What to work on -
Reproduce only the lines that run from the line containing "Path to the" to the end of the entries below, exactly as they stand.
━━━
//! Configuration file locations

use directories::ProjectDirs;
use std::path::PathBuf;

/// Path to the default config file (`<config dir>/chatsuite/config.toml`)
pub fn config_path() -> Option<PathBuf> {
    ProjectDirs::from("", "", "chatsuite").map(|dirs| dirs.config_dir().join("config.toml"))
}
━━━
Task answer -
/// Path to the default config file (`<config dir>/chatsuite/config.toml`)
pub fn config_path() -> Option<PathBuf> {
    ProjectDirs::from("", "", "chatsuite").map(|dirs| dirs.config_dir().join("config.toml"))
}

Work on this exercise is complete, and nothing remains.